Monday at school, the teacher lined up all the students and had them present their weekend homework: their assignment was to sell something and give a presentation on effective salesmanship.
Sally was up first. "I sold Girl Scout cookies and I made $30. My sales approach was to appeal to people's sense of civic duty and I credit that for my success."
"Very good, Sally," said the teacher. "Next?"
Jenny went next. "I sold magazines and I made $45," she said. "My approach was to convince people that the magazines would keep them up to date on current events and trends."
"Very good, Jenny," the teacher said. Eventually it was Little Johnny's turn and as he walked up to the front carrying a large cardboard box, the teacher held her breath.
He dumped the box out onto the teacher's desk, covering it with cash. "I made $2,167," Little Johnny said.

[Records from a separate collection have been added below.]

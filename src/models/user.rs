use crate::models::{EntityId, Named};

#[derive(Debug, Clone, PartialEq)]
pub struct User {
    pub id: EntityId,
    pub name: String,
    /// Contact address; its format is checked by whoever collects it
    pub email: String,
    /// Free-text role label such as "Admin" or "Developer"
    pub role: String,
}

impl Named for User {
    fn id(&self) -> EntityId {
        self.id
    }

    fn name(&self) -> &str {
        &self.name
    }
}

"$2,167?!" the teacher exclaimed. "What in the world were you selling?"
"Toothbrushes," said Little Johnny.
"Toothbrushes?!" echoed the teacher. "How on earth did you sell enough toothbrushes to make that much money?"
"I found the busiest corner in town, and set up a chips & dip stand and gave everyone who came by a free sample. They all said the same thing: 'This tastes like dog crap!' 'It *is* dog crap,' I told them. 'Want to buy a toothbrush?'"
The teacher's jaw dropped.
"I used the government's approach of giving you something shitty for free, and then making you pay to get the bad taste out of your mouth."